What to work on: Look through the data below for the line with "ReportService::new(&state.db).delete(path.report()?).await?;", and transcribe it exactly together with each line after it up to and including the line with "let Some(file_name) = field.file_name().map(str::to_string)". Give nothing else.

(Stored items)
------------------------

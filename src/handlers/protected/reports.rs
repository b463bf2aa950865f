// handlers/protected/reports.rs - report and attachment mutations (pilot or commander)

use axum::{
    extract::{Multipart, Path, State},
    response::Json,
    Extension,
};
use serde_json::{json, Value};

use crate::auth::Principal;
use crate::database::models::{Report, ReportInput};
use crate::error::ApiError;
use crate::handlers::{parse_id, IncidentPath, ReportPath};
use crate::middleware::{message, ApiJson, Bare};
use crate::services::reports::Upload;
use crate::services::ReportService;
use crate::state::AppState;

/// POST /api/missions/:missionId/incidents/:incidentId/reports
pub async fn create(
    State(state): State<AppState>,
    Extension(principal): Extension<Principal>,
    Path(path): Path<IncidentPath>,
    ApiJson(input): ApiJson<ReportInput>,
) -> Result<Bare<Report>, ApiError> {
    let mission_id = parse_id(&path.mission_id)?;
    let incident_id = parse_id(&path.incident_id)?;
    let report = ReportService::new(&state.db)
        .create(&principal, mission_id, incident_id, input)
        .await?;
    Ok(Bare::created(report))
}

/// PUT .../reports/:reportId
pub async fn update(
    State(state): State<AppState>,
    Path(path): Path<ReportPath>,
    ApiJson(input): ApiJson<ReportInput>,
) -> Result<Bare<Report>, ApiError> {
    let report = ReportService::new(&state.db).update(path.report()?, input).await?;
    Ok(Bare::ok(report))
}

/// DELETE .../reports/:reportId
pub async fn delete(State(state): State<AppState>, Path(path): Path<ReportPath>) -> Result<Json<Value>, ApiError> {
    ReportService::new(&state.db).delete(path.report()?).await?;
    Ok(message("Report deleted successfully"))
}

/// POST .../reports/:reportId/upload - multipart, the first file field is stored
pub async fn upload(
    State(state): State<AppState>,
    Path(path): Path<ReportPath>,
    multipart: Multipart,
) -> Result<Json<Value>, ApiError> {
    let report_id = path.report()?;
    let upload = first_file(multipart).await?;
    let file = ReportService::new(&state.db)
        .upload_file(state.storage.as_ref(), report_id, upload)
        .await?;

    Ok(Json(json!({
        "message": "File uploaded and added to report successfully",
        "file_url": file.file_url,
        "file": file,
    })))
}

/// DELETE .../reports/:reportId/files/:fileId - blob first, then the embedded record
pub async fn delete_file(
    State(state): State<AppState>,
    Path(path): Path<ReportPath>,
) -> Result<Json<Value>, ApiError> {
    ReportService::new(&state.db)
        .delete_file(state.storage.as_ref(), path.report()?, path.file()?)
        .await?;
    Ok(message("File deleted successfully"))
}

async fn first_file(mut multipart: Multipart) -> Result<Upload, ApiError> {
    while let Some(field) = multipart
        .next_field()
        .await
        .map_err(|e| ApiError::bad_request(e.body_text()))?
    {
        let Some(file_name) = field.file_name().map(str::to_string) else {
            continue;
        };
        let content_type = field
            .content_type()
            .unwrap_or("application/octet-stream")
            .to_string();
        let bytes = field
            .bytes()
            .await
            .map_err(|e| ApiError::bad_request(e.body_text()))?;

        return Ok(Upload {
            file_name,
            content_type,
            bytes: bytes.to_vec(),
        });
    }
    Err(ApiError::bad_request("Please upload a file"))
}
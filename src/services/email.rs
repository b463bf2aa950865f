//! Outbound email for the password reset flow.

use async_trait::async_trait;
use lettre::{
    message::header::ContentType, transport::smtp::authentication::Credentials, AsyncSmtpTransport,
    AsyncTransport, Message, Tokio1Executor,
};

use crate::config::EmailConfig;

#[derive(Debug, thiserror::Error)]
pub enum EmailError {
    #[error("Invalid address: {0}")]
    Address(String),

    #[error("Failed to build email: {0}")]
    Build(String),

    #[error("Failed to send email: {0}")]
    Send(String),
}

#[derive(Debug, Clone, PartialEq, Eq)]
pub struct OutgoingEmail {
    pub to: String,
    pub subject: String,
    pub body: String,
}

impl OutgoingEmail {
    pub fn password_reset(to: impl Into<String>, reset_url: &str) -> Self {
        Self {
            to: to.into(),
            subject: "Password reset token".to_string(),
            body: format!(
                "You are receiving this email because you (or someone else) has requested \
                 the reset of a password. Please make a PUT request to: \n\n {}",
                reset_url
            ),
        }
    }
}

/// Email sender trait for abstraction
#[async_trait]
pub trait EmailSender: Send + Sync {
    async fn send(&self, email: OutgoingEmail) -> Result<(), EmailError>;
}

/// SMTP email sender
pub struct SmtpEmailSender {
    config: EmailConfig,
}

impl SmtpEmailSender {
    pub fn new(config: EmailConfig) -> Self {
        Self { config }
    }

    fn transport(&self) -> Result<AsyncSmtpTransport<Tokio1Executor>, EmailError> {
        if self.config.smtp_user.is_empty() {
            // Local development relays (mailhog, mailpit) speak plain SMTP
            return Ok(AsyncSmtpTransport::<Tokio1Executor>::builder_dangerous(&self.config.smtp_host)
                .port(self.config.smtp_port)
                .build());
        }

        let creds = Credentials::new(self.config.smtp_user.clone(), self.config.smtp_password.clone());
        Ok(AsyncSmtpTransport::<Tokio1Executor>::relay(&self.config.smtp_host)
            .map_err(|e| EmailError::Send(format!("SMTP relay error: {}", e)))?
            .credentials(creds)
            .port(self.config.smtp_port)
            .build())
    }
}

#[async_trait]
impl EmailSender for SmtpEmailSender {
    async fn send(&self, email: OutgoingEmail) -> Result<(), EmailError> {
        let message = Message::builder()
            .from(
                format!("{} <{}>", self.config.from_name, self.config.from_email)
                    .parse()
                    .map_err(|e| EmailError::Address(format!("from: {}", e)))?,
            )
            .to(email
                .to
                .parse()
                .map_err(|e| EmailError::Address(format!("to: {}", e)))?)
            .subject(email.subject)
            .header(ContentType::TEXT_PLAIN)
            .body(email.body)
            .map_err(|e| EmailError::Build(e.to_string()))?;

        self.transport()?
            .send(message)
            .await
            .map_err(|e| EmailError::Send(e.to_string()))?;

        tracing::info!("Sent email to {}", email.to);
        Ok(())
    }
}

#[cfg(test)]
mod tests {
    use super::*;
    use crate::config::AppConfig;

    #[test]
    fn reset_email_contains_url() {
        let email = OutgoingEmail::password_reset("a@b.co", "http://host/api/v1/auth/resetpassword/abc");
        assert_eq!(email.to, "a@b.co");
        assert!(email.body.ends_with("http://host/api/v1/auth/resetpassword/abc"));
    }

    #[tokio::test]
    async fn invalid_recipient_fails_before_connecting() {
        let sender = SmtpEmailSender::new(AppConfig::development().email);
        let email = OutgoingEmail::password_reset("not an address", "http://x");
        assert!(matches!(sender.send(email).await, Err(EmailError::Address(_))));
    }
}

------------------------

Response:
    ReportService::new(&state.db).delete(path.report()?).await?;
    Ok(message("Report deleted successfully"))
}

/// POST .../reports/:reportId/upload - multipart, the first file field is stored
pub async fn upload(
    State(state): State<AppState>,
    Path(path): Path<ReportPath>,
    multipart: Multipart,
) -> Result<Json<Value>, ApiError> {
    let report_id = path.report()?;
    let upload = first_file(multipart).await?;
    let file = ReportService::new(&state.db)
        .upload_file(state.storage.as_ref(), report_id, upload)
        .await?;

    Ok(Json(json!({
        "message": "File uploaded and added to report successfully",
        "file_url": file.file_url,
        "file": file,
    })))
}

/// DELETE .../reports/:reportId/files/:fileId - blob first, then the embedded record
pub async fn delete_file(
    State(state): State<AppState>,
    Path(path): Path<ReportPath>,
) -> Result<Json<Value>, ApiError> {
    ReportService::new(&state.db)
        .delete_file(state.storage.as_ref(), path.report()?, path.file()?)
        .await?;
    Ok(message("File deleted successfully"))
}

async fn first_file(mut multipart: Multipart) -> Result<Upload, ApiError> {
    while let Some(field) = multipart
        .next_field()
        .await
        .map_err(|e| ApiError::bad_request(e.body_text()))?
    {
        let Some(file_name) = field.file_name().map(str::to_string) else {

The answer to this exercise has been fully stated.